> **Directions**:
Copy out the lines of the records below, and only those lines, from the one with "#[derive(Debug, Clone, Copy, PartialEq, Eq)]" through the one with "-> Result<Delivery, ContextError>", exactly as they appear.

> **Items from a data source**:
■ ■ ■ ■ ■ ■ ■

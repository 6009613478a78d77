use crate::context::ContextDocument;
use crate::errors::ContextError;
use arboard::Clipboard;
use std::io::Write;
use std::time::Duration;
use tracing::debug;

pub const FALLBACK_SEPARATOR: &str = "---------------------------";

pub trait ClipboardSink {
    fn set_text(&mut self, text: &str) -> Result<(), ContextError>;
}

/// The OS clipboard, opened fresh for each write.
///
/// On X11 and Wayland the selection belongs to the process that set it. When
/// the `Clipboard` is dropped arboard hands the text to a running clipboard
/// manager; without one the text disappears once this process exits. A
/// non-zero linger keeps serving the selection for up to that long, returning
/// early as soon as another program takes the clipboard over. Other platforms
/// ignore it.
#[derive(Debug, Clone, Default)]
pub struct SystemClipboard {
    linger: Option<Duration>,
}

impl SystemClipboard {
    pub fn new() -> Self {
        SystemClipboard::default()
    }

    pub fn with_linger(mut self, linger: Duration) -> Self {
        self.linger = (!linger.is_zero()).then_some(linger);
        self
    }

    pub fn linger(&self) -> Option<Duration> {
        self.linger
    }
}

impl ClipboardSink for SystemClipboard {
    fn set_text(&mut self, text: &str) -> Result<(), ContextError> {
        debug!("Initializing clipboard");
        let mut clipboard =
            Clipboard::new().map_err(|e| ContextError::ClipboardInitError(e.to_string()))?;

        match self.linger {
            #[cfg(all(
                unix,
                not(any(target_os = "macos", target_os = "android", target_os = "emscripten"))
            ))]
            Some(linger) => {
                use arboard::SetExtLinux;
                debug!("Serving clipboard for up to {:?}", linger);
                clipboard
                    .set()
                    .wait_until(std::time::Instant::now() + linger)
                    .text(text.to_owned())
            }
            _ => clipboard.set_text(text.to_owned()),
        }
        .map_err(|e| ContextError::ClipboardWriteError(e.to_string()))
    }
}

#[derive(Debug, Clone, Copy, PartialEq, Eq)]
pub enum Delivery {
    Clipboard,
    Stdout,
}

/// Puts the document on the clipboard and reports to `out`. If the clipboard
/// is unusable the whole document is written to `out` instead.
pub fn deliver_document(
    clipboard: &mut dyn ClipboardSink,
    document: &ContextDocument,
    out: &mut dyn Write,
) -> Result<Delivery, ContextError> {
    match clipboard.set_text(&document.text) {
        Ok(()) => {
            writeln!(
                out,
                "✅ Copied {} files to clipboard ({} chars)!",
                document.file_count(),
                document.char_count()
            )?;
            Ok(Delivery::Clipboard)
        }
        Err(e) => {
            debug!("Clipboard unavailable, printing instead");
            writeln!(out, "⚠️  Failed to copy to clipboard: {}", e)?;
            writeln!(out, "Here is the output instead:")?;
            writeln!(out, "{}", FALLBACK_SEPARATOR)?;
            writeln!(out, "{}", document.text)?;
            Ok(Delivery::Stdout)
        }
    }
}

■ ■ ■ ■ ■ ■ ■

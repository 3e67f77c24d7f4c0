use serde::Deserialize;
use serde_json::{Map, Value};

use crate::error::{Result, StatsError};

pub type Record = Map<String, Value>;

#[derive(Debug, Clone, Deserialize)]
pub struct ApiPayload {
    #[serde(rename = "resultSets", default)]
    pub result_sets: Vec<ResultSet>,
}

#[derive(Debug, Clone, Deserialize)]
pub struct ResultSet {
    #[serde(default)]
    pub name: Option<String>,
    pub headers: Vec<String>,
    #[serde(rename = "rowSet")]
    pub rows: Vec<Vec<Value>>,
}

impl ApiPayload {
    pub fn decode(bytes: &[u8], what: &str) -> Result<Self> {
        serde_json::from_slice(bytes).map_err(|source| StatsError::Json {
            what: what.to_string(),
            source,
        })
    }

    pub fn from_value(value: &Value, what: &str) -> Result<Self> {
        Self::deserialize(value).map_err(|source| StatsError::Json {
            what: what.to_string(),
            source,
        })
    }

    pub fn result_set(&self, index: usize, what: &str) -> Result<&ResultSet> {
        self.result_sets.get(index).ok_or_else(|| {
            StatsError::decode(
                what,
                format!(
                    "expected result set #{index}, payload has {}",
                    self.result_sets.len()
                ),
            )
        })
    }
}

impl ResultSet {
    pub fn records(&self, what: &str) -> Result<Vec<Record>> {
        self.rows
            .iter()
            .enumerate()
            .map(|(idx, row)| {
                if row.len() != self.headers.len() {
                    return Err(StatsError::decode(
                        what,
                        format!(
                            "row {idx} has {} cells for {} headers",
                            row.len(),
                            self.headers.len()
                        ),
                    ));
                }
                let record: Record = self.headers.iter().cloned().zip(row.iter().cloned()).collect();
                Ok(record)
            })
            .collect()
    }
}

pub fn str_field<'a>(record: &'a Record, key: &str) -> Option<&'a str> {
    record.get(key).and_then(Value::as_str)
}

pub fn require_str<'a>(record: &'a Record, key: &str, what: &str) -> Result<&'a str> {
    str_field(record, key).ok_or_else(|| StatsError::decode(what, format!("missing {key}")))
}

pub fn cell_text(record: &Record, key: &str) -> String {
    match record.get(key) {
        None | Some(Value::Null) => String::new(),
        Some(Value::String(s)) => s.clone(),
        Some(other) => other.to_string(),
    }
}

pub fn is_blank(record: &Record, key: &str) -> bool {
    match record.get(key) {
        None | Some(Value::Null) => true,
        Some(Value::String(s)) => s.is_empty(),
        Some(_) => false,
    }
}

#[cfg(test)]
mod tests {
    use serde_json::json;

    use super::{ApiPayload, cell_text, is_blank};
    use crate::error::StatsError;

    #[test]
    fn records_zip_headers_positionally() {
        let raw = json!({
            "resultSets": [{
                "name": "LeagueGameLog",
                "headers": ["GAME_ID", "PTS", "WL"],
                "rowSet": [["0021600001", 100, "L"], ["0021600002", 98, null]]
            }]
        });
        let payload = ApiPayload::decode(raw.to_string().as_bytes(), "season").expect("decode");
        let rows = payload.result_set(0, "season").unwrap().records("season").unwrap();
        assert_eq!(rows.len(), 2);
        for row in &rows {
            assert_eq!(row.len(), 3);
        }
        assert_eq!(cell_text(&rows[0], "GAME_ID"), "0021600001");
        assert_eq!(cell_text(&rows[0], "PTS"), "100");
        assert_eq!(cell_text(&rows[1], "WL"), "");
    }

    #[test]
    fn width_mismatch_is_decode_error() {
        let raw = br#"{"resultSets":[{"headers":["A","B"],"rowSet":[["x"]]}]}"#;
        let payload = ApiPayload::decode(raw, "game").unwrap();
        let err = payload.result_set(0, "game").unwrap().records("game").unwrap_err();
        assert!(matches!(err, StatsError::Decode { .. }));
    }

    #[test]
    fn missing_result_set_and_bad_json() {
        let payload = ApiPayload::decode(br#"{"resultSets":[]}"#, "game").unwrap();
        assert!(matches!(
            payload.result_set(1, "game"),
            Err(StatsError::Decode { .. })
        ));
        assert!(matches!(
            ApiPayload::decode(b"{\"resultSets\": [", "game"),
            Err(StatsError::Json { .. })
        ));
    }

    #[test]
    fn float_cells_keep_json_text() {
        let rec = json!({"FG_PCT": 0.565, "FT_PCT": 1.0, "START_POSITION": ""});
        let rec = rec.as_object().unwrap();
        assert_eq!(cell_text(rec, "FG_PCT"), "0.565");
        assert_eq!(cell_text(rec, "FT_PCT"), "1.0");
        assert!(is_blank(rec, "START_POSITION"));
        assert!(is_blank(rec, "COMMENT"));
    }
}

■ ■ ■ ■ ■ ■ ■

> **Solution**:
#[derive(Debug, Clone, Copy, PartialEq, Eq)]
pub enum Delivery {
    Clipboard,
    Stdout,
}

/// Puts the document on the clipboard and reports to `out`. If the clipboard
/// is unusable the whole document is written to `out` instead.
pub fn deliver_document(
    clipboard: &mut dyn ClipboardSink,
    document: &ContextDocument,
    out: &mut dyn Write,
) -> Result<Delivery, ContextError> {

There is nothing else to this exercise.